[Information shown]

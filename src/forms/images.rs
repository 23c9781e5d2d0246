use std::io::{Read, Seek};

use actix_multipart::form::{MultipartForm, tempfile::TempFile};
use thiserror::Error;

use crate::services::images::ImageUpload;

#[derive(MultipartForm)]
/// Multipart form carrying a single image file to upload.
pub struct UploadImageForm {
    #[multipart(limit = "10MB")]
    /// The uploaded image file.
    pub file: TempFile,
}

#[derive(Debug, Error)]
/// Errors that can occur while reading an uploaded image file.
pub enum UploadImageFormError {
    #[error("error reading uploaded file")]
    FileReadError,
}

impl From<std::io::Error> for UploadImageFormError {
    fn from(_: std::io::Error) -> Self {
        UploadImageFormError::FileReadError
    }
}

impl UploadImageForm {
    /// Drain the temp file into an [`ImageUpload`] for the service layer.
    pub fn into_image_upload(mut self) -> Result<ImageUpload, UploadImageFormError> {
        self.file.file.rewind()?;
        let mut bytes = Vec::with_capacity(self.file.size);
        self.file.file.read_to_end(&mut bytes)?;

        Ok(ImageUpload {
            file_name: self.file.file_name,
            content_type: self
                .file
                .content_type
                .map(|mime| mime.essence_str().to_string()),
            bytes,
        })
    }
}
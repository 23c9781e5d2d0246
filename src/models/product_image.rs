use diesel::prelude::*;

use crate::domain::product_image::ProductImage as DomainProductImage;

#[derive(Debug, Clone, Identifiable, Queryable, Selectable)]
#[diesel(table_name = crate::schema::product_images)]
pub struct ProductImage {
    pub id: i32,
    pub product_id: i32,
    pub url: String,
}

#[derive(Insertable)]
#[diesel(table_name = crate::schema::product_images)]
pub struct NewProductImage<'a> {
    pub product_id: i32,
    pub url: &'a str,
}

impl From<ProductImage> for DomainProductImage {
    fn from(value: ProductImage) -> Self {
        Self {
            id: value.id,
            product_id: value.product_id,
            url: value.url,
        }
    }
}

[/Information shown]

▶ What the task requires
Search the records line by line for the word "struct" and copy every line where it appears.

▶ Answer area
pub struct UploadImageForm {
pub struct ProductImage {
pub struct NewProductImage<'a> {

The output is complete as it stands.